OK Mr @favila, in this https://github.com/theronic/eacl/pull/4 I've modelled arrow permissions under their own set of attrs to re-enable the unique ident on arrow 4-tuple (avoids the nils in tuples).
Then, branching off that in https://github.com/theronic/eacl/pull/5/files, I've started to make different rulesets for can?, lookup-subjects and lookup-resources (`build-can?-rules` vs. build-slow-rules) so I can take out the slow [?resource :resource/type ?resource-type] clause at the top of each rule that matches everything.
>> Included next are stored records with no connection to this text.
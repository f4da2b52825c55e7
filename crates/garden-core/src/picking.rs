use crate::node::ThoughtNode;
use glam::Vec3;

/// World-space ray with a unit direction.
#[derive(Clone, Copy, Debug)]
pub struct Ray {
    pub origin: Vec3,
    pub dir: Vec3,
}

/// Nearest ray/node intersection.
#[derive(Clone, Copy, Debug, PartialEq)]
pub struct Hit {
    pub index: usize,
    pub distance: f32,
    pub point: Vec3,
}

/// Plane fixed for the duration of one drag, defined by a normal and a point
/// on the plane.
#[derive(Clone, Copy, Debug)]
pub struct DragPlane {
    pub normal: Vec3,
    pub point: Vec3,
}

impl DragPlane {
    pub fn from_normal_and_point(normal: Vec3, point: Vec3) -> Self {
        Self { normal, point }
    }

    /// Intersect a ray with the plane. A ray parallel to the plane (or
    /// pointing away from it) yields `None`, which callers treat as a no-op.
    pub fn intersect(&self, ray: &Ray) -> Option<Vec3> {
        let denom = self.normal.dot(ray.dir);
        if denom.abs() < 1e-6 {
            return None;
        }
        let t = self.normal.dot(self.point - ray.origin) / denom;
        (t >= 0.0).then(|| ray.origin + ray.dir * t)
    }
}

#[inline]
pub fn ray_sphere(ray_origin: Vec3, ray_dir: Vec3, center: Vec3, radius: f32) -> Option<f32> {
    let oc = ray_origin - center;
    let b = oc.dot(ray_dir);
    let c = oc.dot(oc) - radius * radius;
    let disc = b * b - c;
    if disc < 0.0 {
        return None;
    }
    let t = -b - disc.sqrt();
    (t >= 0.0).then_some(t)
}

/// Resolve the nearest intersection along `ray` against every node's
/// renderable sphere. First hit along the ray wins ties.
pub fn pick_nearest(nodes: &[ThoughtNode], ray: &Ray) -> Option<Hit> {
    let mut best: Option<Hit> = None;
    for (i, node) in nodes.iter().enumerate() {
        if let Some(t) = ray_sphere(ray.origin, ray.dir, node.position, node.pick_radius()) {
            match best {
                Some(ref h) if t >= h.distance => {}
                _ => {
                    best = Some(Hit {
                        index: i,
                        distance: t,
                        point: ray.origin + ray.dir * t,
                    });
                }
            }
        }
    }
    best
}

/// Recompute hover for the whole cluster: the nearest hit (if any) becomes
/// the sole hovered node. Runs every frame, including mid-drag.
pub fn update_hover(nodes: &mut [ThoughtNode], ray: &Ray) {
    let hovered = pick_nearest(nodes, ray).map(|h| h.index);
    for (i, node) in nodes.iter_mut().enumerate() {
        node.set_hover(hovered == Some(i));
    }
}
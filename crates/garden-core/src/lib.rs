pub mod burst;
pub mod camera;
pub mod constants;
pub mod drag;
pub mod node;
pub mod particles;
pub mod picking;
pub mod scene;

pub static SCENE_WGSL: &str = include_str!("../shaders/scene.wgsl");

pub use burst::*;
pub use camera::*;
pub use constants::*;
pub use drag::*;
pub use node::*;
pub use particles::*;
pub use picking::*;
pub use scene::*;
use glam::Vec3;

// Shared scene/interaction tuning constants used by both web and native frontends.

// Frame loop
pub const MAX_FRAME_DT: f32 = 0.04; // clamp against tab-background pauses

// Node cluster
pub const NODE_COUNT: usize = 8;
pub const NODE_RADIUS_MIN: f32 = 12.0;
pub const NODE_RADIUS_SPAN: f32 = 8.0;
pub const CLUSTER_RING_MIN: f32 = 120.0;
pub const CLUSTER_RING_SPAN: f32 = 160.0;
pub const CLUSTER_Z_SQUASH: f32 = 0.6;
pub const CLUSTER_Y_SPAN: f32 = 40.0;

// Idle orbital drift
pub const IDLE_PHASE_STEP: f32 = 0.9; // per-node phase offset
pub const IDLE_TIME_RATE: f32 = 0.25;
pub const IDLE_RING_BASE: f32 = 140.0;
pub const IDLE_RING_STEP: f32 = 8.0;
pub const IDLE_Z_SQUASH: f32 = 0.7;
pub const IDLE_Y_AMPLITUDE: f32 = 18.0;
pub const IDLE_Y_RATE: f32 = 0.6;

// Visual presets
pub const BASE_SCALE: f32 = 1.0;
pub const HOVER_SCALE: f32 = 1.25;
pub const EXPAND_SCALE: f32 = 1.6;
pub const BASE_EMISSIVE: f32 = 0.6;
pub const HOVER_EMISSIVE: f32 = 2.0;
pub const EXPAND_EMISSIVE: f32 = 3.0;
pub const BASE_ROUGHNESS: f32 = 0.35;
pub const HOVER_ROUGHNESS: f32 = 0.08;

// Particles
pub const PARTICLE_CAPACITY: usize = 600; // rendered-buffer slots, fixed
pub const BURST_COUNT: usize = 120;
pub const PARTICLE_DAMPING: f32 = 0.98; // per integrate call, not dt-scaled
pub const PARTICLE_GRAVITY: f32 = 40.0; // units/s^2, downward
pub const BURST_SPEED_MIN: f32 = 40.0;
pub const BURST_SPEED_SPAN: f32 = 200.0;
pub const BURST_LIFE_MIN: f32 = 0.9;
pub const BURST_LIFE_SPAN: f32 = 0.9;
pub const BURST_UPWARD_BIAS: f32 = 0.4; // shifts the sampled y component upward

// Camera (fixed look-at; orbit interaction lives in the frontends)
pub const CAMERA_EYE: [f32; 3] = [0.0, 80.0, 420.0];
pub const CAMERA_FOVY_DEGREES: f32 = 50.0;
pub const CAMERA_ZNEAR: f32 = 0.1;
pub const CAMERA_ZFAR: f32 = 4000.0;

// Default node palette
pub const NODE_COLORS: [[f32; 3]; 6] = [
    [0.478, 0.969, 0.722], // mint
    [0.761, 0.631, 1.000], // lavender
    [1.000, 0.835, 0.478], // amber
    [0.541, 0.890, 1.000], // sky
    [1.000, 0.478, 0.635], // rose
    [1.000, 0.706, 0.561], // peach
];

#[inline]
pub fn camera_eye_vec3() -> Vec3 {
    Vec3::new(CAMERA_EYE[0], CAMERA_EYE[1], CAMERA_EYE[2])
}
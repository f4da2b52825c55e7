use crate::constants::{
    BASE_EMISSIVE, BASE_ROUGHNESS, BASE_SCALE, EXPAND_EMISSIVE, EXPAND_SCALE, HOVER_EMISSIVE,
    HOVER_ROUGHNESS, HOVER_SCALE,
};
use glam::Vec3;

/// One draggable, hoverable "thought" in the cluster.
///
/// Identity, base color and radius are fixed at creation; position and the
/// visual fields are mutated every frame by idle drift, hover recomputation
/// or an active drag. All operations are total over the node's own state.
#[derive(Clone, Debug)]
pub struct ThoughtNode {
    pub id: String,
    pub color: [f32; 3],
    pub radius: f32,
    pub position: Vec3,
    pub hovered: bool,
    pub expanded: bool,
    pub scale: f32,
    pub emissive: f32,
    pub roughness: f32,
}

impl ThoughtNode {
    pub fn new(id: impl Into<String>, color: [f32; 3], radius: f32) -> Self {
        Self {
            id: id.into(),
            color,
            radius,
            position: Vec3::ZERO,
            hovered: false,
            expanded: false,
            scale: BASE_SCALE,
            emissive: BASE_EMISSIVE,
            roughness: BASE_ROUGHNESS,
        }
    }

    #[inline]
    pub fn set_position(&mut self, x: f32, y: f32, z: f32) {
        self.position = Vec3::new(x, y, z);
    }

    /// Toggle the hover preset. Idempotent; called for every node each frame,
    /// so it also winds down the expand pop once the pointer moves on.
    pub fn set_hover(&mut self, on: bool) {
        self.hovered = on;
        self.scale = if on { HOVER_SCALE } else { BASE_SCALE };
        self.emissive = if on { HOVER_EMISSIVE } else { BASE_EMISSIVE };
        self.roughness = if on { HOVER_ROUGHNESS } else { BASE_ROUGHNESS };
    }

    /// Instant pop on release. Spawning the burst is the emitter's job,
    /// triggered by the same release event.
    pub fn expand_instant(&mut self) {
        self.expanded = true;
        self.scale = EXPAND_SCALE;
        self.emissive = EXPAND_EMISSIVE;
    }

    pub fn collapse(&mut self) {
        self.expanded = false;
        self.scale = BASE_SCALE;
        self.emissive = BASE_EMISSIVE;
    }

    /// Radius of the sphere used for ray picking: the rendered size, which
    /// tracks the current visual scale.
    #[inline]
    pub fn pick_radius(&self) -> f32 {
        self.radius * self.scale
    }
}
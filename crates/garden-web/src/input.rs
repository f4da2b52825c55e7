use glam::Vec2;
use web_sys as web;

/// Pointer position in the canvas' backing-store pixel space.
#[inline]
pub fn pointer_canvas_px(ev: &web::PointerEvent, canvas: &web::HtmlCanvasElement) -> Vec2 {
    let rect = canvas.get_bounding_client_rect();
    let x_css = ev.client_x() as f32 - rect.left() as f32;
    let y_css = ev.client_y() as f32 - rect.top() as f32;
    let sx = (x_css / rect.width() as f32) * canvas.width() as f32;
    let sy = (y_css / rect.height() as f32) * canvas.height() as f32;
    Vec2::new(sx, sy)
}

/// Pointer position as normalized device coordinates (x right, y up, both
/// in [-1, 1]), the space `Camera::screen_ray` consumes.
#[inline]
pub fn pointer_ndc(ev: &web::PointerEvent, canvas: &web::HtmlCanvasElement) -> Vec2 {
    let px = pointer_canvas_px(ev, canvas);
    let w = canvas.width().max(1) as f32;
    let h = canvas.height().max(1) as f32;
    Vec2::new((2.0 * px.x / w) - 1.0, 1.0 - (2.0 * px.y / h))
}
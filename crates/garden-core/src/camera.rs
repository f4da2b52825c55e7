//! Camera description and pointer-ray math shared by the frontends.
//!
//! The camera here is a plain right-handed look-at with perspective
//! projection; smooth orbit/zoom interaction belongs to the frontends and
//! never feeds back into core state beyond what `screen_ray` consumes.

use glam::{Mat4, Vec2, Vec3, Vec4};

use crate::constants::{camera_eye_vec3, CAMERA_FOVY_DEGREES, CAMERA_ZFAR, CAMERA_ZNEAR};
use crate::picking::Ray;

/// Simple right-handed camera with perspective projection.
#[derive(Clone, Debug)]
pub struct Camera {
    pub eye: Vec3,
    pub target: Vec3,
    pub up: Vec3,
    pub aspect: f32,
    pub fovy_radians: f32,
    pub znear: f32,
    pub zfar: f32,
}

impl Camera {
    /// Compute the clip-space projection matrix.
    pub fn projection_matrix(&self) -> Mat4 {
        Mat4::perspective_rh(self.fovy_radians, self.aspect, self.znear, self.zfar)
    }

    /// Compute the view matrix that transforms world to view space.
    pub fn view_matrix(&self) -> Mat4 {
        Mat4::look_at_rh(self.eye, self.target, self.up)
    }

    /// Unit vector from the eye toward the target; used as the drag-plane
    /// normal so the plane faces the viewer.
    #[inline]
    pub fn view_dir(&self) -> Vec3 {
        (self.target - self.eye).normalize()
    }

    /// Build a world-space ray through a pointer position in normalized
    /// device coordinates (x right, y up, both in [-1, 1]).
    pub fn screen_ray(&self, ndc: Vec2) -> Ray {
        let inv = (self.projection_matrix() * self.view_matrix()).inverse();
        let p_far = inv * Vec4::new(ndc.x, ndc.y, 1.0, 1.0);
        let far: Vec3 = p_far.truncate() / p_far.w;
        Ray {
            origin: self.eye,
            dir: (far - self.eye).normalize(),
        }
    }
}

impl Default for Camera {
    fn default() -> Self {
        Self {
            eye: camera_eye_vec3(),
            target: Vec3::ZERO,
            up: Vec3::Y,
            aspect: 16.0 / 9.0,
            fovy_radians: CAMERA_FOVY_DEGREES.to_radians(),
            znear: CAMERA_ZNEAR,
            zfar: CAMERA_ZFAR,
        }
    }
}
It already speeds things up a lot when I move that clause to the bottom.
The bulk of changes in PR 4 are in:
β’ https://github.com/theronic/eacl/pull/4/files#diff-ad9e4d12c19c764fd2c47886c4eae769fe13a2a1d44f02259270e9ba818cdc95, and
β’ https://github.com/theronic/eacl/pull/4/files#diff-49a2e83709d07fd8c2db4bec3b6ca8d4280ce245fb20d101dac487bf30292bce.
I'm wondering if those bindings "destructuring" the matching tuple values could move down for speed, or if they could be pulled into a second phase. Something like: first traverse the graph for all reachability paths, and then bind values to cull the search space π€ .
Any of your expert feedback is most appreciated π. I'll try to benchmark next to see how it performs with ~10k entities.
1. Meta: composite unique tuples can be https://favila.github.io/2023-07-28/unique-composite-attribute-footguns/ 2. Syntactically, you can't just plop a vector into a data match clause, you need a single binding. 3. Adding a composite doesn't automatically backfill that value to existing entities. Did you backfill? 4. Tuple values are not interpreted for entity identifiers (i.e. they are "raw" when they contain refs). Are ?resource and ?subject values normalized to entity ids in your tuple?
Illustrating 2: [(tuple ?resource ?reation-name ?subject) ?r+rn+s][?relationship :eacl.relationship/resource+relation-name+subject ?r+rn+s]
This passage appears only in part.